Vou começar logo pelo disclamer: isto não é um post "no meu tempo é que era bom".
Mas...
Ando a ouvir o podcast Verdes Anos, em que o Ricardo Duarte tenta perceber como alguém se torna escritor. É inevitável começar com a parte em que cada um deles se tornou leitor e há, nesta parte, um denominador comum que é a disponibilidade de livros. Para além da disponibilidade de livros há a disponibilidade de cada um para se tornar leitor, que é outra forma de dizer que houve uma altura da vida em que não havia nada mais interessante para fazer que ler.
Muitas vezes não queremos admitir mas não há nada como o aborrecimento para nos fazer leitores, para nos fazer descobrir o prazer que é viajar através de um livro. E é sobre isso que, hoje, quero reflectir.
Obviamente é importante ter exemplos, ver os pais, avós, amigos a ler. É importante ter livros em casa. É importante ter livros adequados à idade dos miúdos mas nada como uma tarde de aborrecimento e não ter nada para ler para dar a um miúdo a vontade, a urgência, de descobrir coisas novas.
Eu li imensa coisa que não era para a minha idade. Li livros que não percebi e que só mais tarde fizeram sentido. Aborreci-me muito, nas longas tardes de verão, nas longas noites de inverno. E encontrei muitos livros e escritores nestes períodos de puro ócio, em que precisava arranjar qualquer coisa para passar o tempo.

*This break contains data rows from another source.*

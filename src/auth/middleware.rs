use axum::{
    async_trait,
    extract::FromRequestParts,
    http::{header::AUTHORIZATION, request::Parts, StatusCode},
    response::{IntoResponse, Response},
    Json,
};
use std::sync::Arc;

use super::AuthContext;
use crate::app::AppState;
use crate::error::ErrorResponse;

/// Extractor that requires authentication
///
/// Example:
/// ```ignore
/// async fn protected_route(auth: RequireAuth) -> impl IntoResponse {
///     format!("Hello, user {}", auth.user_id)
/// }
/// ```
#[derive(Debug, Clone)]
pub struct RequireAuth(pub AuthContext);

impl std::ops::Deref for RequireAuth {
    type Target = AuthContext;

    fn deref(&self) -> &Self::Target {
        &self.0
    }
}

#[derive(Debug)]
pub enum AuthError {
    MissingToken,
    InvalidFormat,
    InvalidToken,
}

impl IntoResponse for AuthError {
    fn into_response(self) -> Response {
        let message = match &self {
            AuthError::MissingToken => "Missing authorization token",
            AuthError::InvalidFormat => "Invalid authorization format",
            AuthError::InvalidToken => "Invalid or expired token",
        };

        let body = ErrorResponse {
            code: "UNAUTHORIZED".to_string(),
            message: message.to_string(),
            details: None,
            request_id: None,
        };

        (StatusCode::UNAUTHORIZED, Json(body)).into_response()
    }
}

/// Pull the token out of an `Authorization: Bearer <token>` header value.
fn bearer_token(header: &str) -> Result<&str, AuthError> {
    let token = header
        .strip_prefix("Bearer ")
        .ok_or(AuthError::InvalidFormat)?
        .trim();

    if token.is_empty() {
        return Err(AuthError::MissingToken);
    }
    Ok(token)
}

#[async_trait]
impl FromRequestParts<Arc<AppState>> for RequireAuth {
    type Rejection = AuthError;

    async fn from_request_parts(
        parts: &mut Parts,
        state: &Arc<AppState>,
    ) -> Result<Self, Self::Rejection> {
        let auth_header = parts
            .headers
            .get(AUTHORIZATION)
            .ok_or(AuthError::MissingToken)?
            .to_str()
            .map_err(|_| AuthError::InvalidFormat)?;

        let token = bearer_token(auth_header)?;

        let claims = state.jwks_cache.verify_token(token).await.map_err(|e| {
            tracing::warn!(error = %e, "JWT verification failed");
            AuthError::InvalidToken
        })?;

        let context = AuthContext::from_claims(&claims).map_err(|e| {
            tracing::warn!(error = %e, "Failed to build auth context");
            AuthError::InvalidToken
        })?;

        Ok(RequireAuth(context))
    }
}

#[cfg(test)]
mod tests {
    use super::*;

    #[test]
    fn test_bearer_token_parsing() {
        assert_eq!(bearer_token("Bearer abc.def.ghi").unwrap(), "abc.def.ghi");
        assert!(matches!(bearer_token("Basic xyz"), Err(AuthError::InvalidFormat)));
        assert!(matches!(bearer_token("Bearer   "), Err(AuthError::MissingToken)));
    }
}
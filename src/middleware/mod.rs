pub mod request_id;

pub use request_id::{request_id_layer, RequestIdExt, X_REQUEST_ID};
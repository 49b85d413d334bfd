//! File analysis route
//!
//! Accepts a sliced print file and returns the estimated print time and
//! filament weight in the units the calculator form uses.

use axum::{
    extract::{multipart::MultipartError, Multipart, State},
    http::{HeaderMap, StatusCode},
};
use std::sync::Arc;
use uuid::Uuid;

use crate::api::DataResponse;
use crate::app::AppState;
use crate::auth::RequireAuth;
use crate::domain::AnalysisResponse;
use crate::error::{ApiError, ApiResult};
use crate::middleware::RequestIdExt;
use crate::services::cache::keys;

const FILE_FIELDS: [&str; 2] = ["file", "gcodeFile"];
const FALLBACK_MIME_TYPE: &str = "text/plain";

struct Upload {
    file_name: String,
    mime_type: String,
    bytes: Vec<u8>,
}

/// Browsers report G-code as octet-stream or nothing at all.
fn effective_mime_type(declared: Option<&str>) -> String {
    match declared.map(str::trim) {
        None | Some("") | Some("application/octet-stream") => FALLBACK_MIME_TYPE.to_string(),
        Some(mime) => mime.to_string(),
    }
}

/// Stable identity for an upload's content.
pub fn content_digest(bytes: &[u8]) -> Uuid {
    Uuid::new_v5(&Uuid::NAMESPACE_OID, bytes)
}

fn upload_error(e: MultipartError) -> ApiError {
    if e.status() == StatusCode::PAYLOAD_TOO_LARGE {
        ApiError::payload_too_large("The uploaded file is too large.")
    } else {
        ApiError::bad_request(format!("Invalid upload: {}", e))
    }
}

async fn read_upload(mut multipart: Multipart) -> ApiResult<Upload> {
    while let Some(field) = multipart.next_field().await.map_err(upload_error)? {
        if !field.name().is_some_and(|name| FILE_FIELDS.contains(&name)) {
            continue;
        }

        let file_name = field.file_name().unwrap_or("upload.gcode").to_string();
        let mime_type = effective_mime_type(field.content_type());
        let bytes = field.bytes().await.map_err(upload_error)?;

        if bytes.is_empty() {
            break;
        }

        return Ok(Upload {
            file_name,
            mime_type,
            bytes: bytes.to_vec(),
        });
    }

    Err(ApiError::bad_request("No file uploaded."))
}

/// POST /analysis
pub async fn analyze_file(
    auth: RequireAuth,
    State(state): State<Arc<AppState>>,
    headers: HeaderMap,
    multipart: Multipart,
) -> ApiResult<DataResponse<AnalysisResponse>> {
    let upload = read_upload(multipart).await?;
    let digest = content_digest(&upload.bytes);
    let cache_key = keys::analysis(state.ai_client.model(), digest);

    tracing::info!(
        user_id = %auth.user_id,
        file_name = %upload.file_name,
        mime_type = %upload.mime_type,
        size = upload.bytes.len(),
        "Analyzing print file"
    );

    if let Some(cache) = &state.cache {
        if let Some(cached) = cache.get::<AnalysisResponse>(&cache_key).await {
            return Ok(DataResponse::new(cached));
        }
    }

    let estimate = state
        .ai_client
        .analyze_gcode(
            &upload.file_name,
            &upload.mime_type,
            &upload.bytes,
            headers.request_id(),
        )
        .await?;

    let response = AnalysisResponse::from(estimate);

    if let Some(cache) = &state.cache {
        if let Err(e) = cache.set(&cache_key, &response).await {
            tracing::warn!(error = %e, "Failed to cache analysis result");
        }
    }

    Ok(DataResponse::new(response))
}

Fiz-me leitora ao mesmo tempo que a minha mãe fazia o jantar. Juro, verdade. Ela não tinha grande tempo para me ler e eu queria mais mas os livros sem bonecos assustavam-me. Então ela punha-me a ler em voz alta, um capitulo por dia, enquanto ela fazia o jantar. Claro que isto durou uns 3 dias porque me cansei de esperar pelo tempo dela e queria saber o fim da história, foi-se o medo, veio a fome de livros. Fiz-me leitora a reler livros. Fiz-me leitora a procurar nas estantes lá de casa e da casa dos primos, livros que me interessassem. Fiz-me leitora ao passar tardes de verão, no vão da janela, a ler livros sem ordem, sem tino, só porque sim. Não me lembro de nenhuma proibição, apenas de uns pouco convincentes "isso não é para a tua idade" que me fazia imediatamente ler aquele livro.
Nunca deixei de ir para a galdeirice para ler... mas primeiro acabava de ler o livro e só depois rumava à rua e às brincadeiras - e isso era uma escolha minha. Nunca me disseram "lês demais", só "lês depressa demais, não deves perceber nada assim" (o que me fazia debitar resumos de livros e permitia que conversassemos sobre o assunto) ou "não lês suficientes autores portugueses" (coisa que só muito mais tarde admiti ser verdade).
Acho que só tempo dirá o que faz mais e melhor leitores e escritores, se a necessidade de procurar e descobrir, se a disponibilidade de livros e informação. Uma coisa que não muda com o tempo é que o exemplo é fundamental. Ver adultos a ler é importante.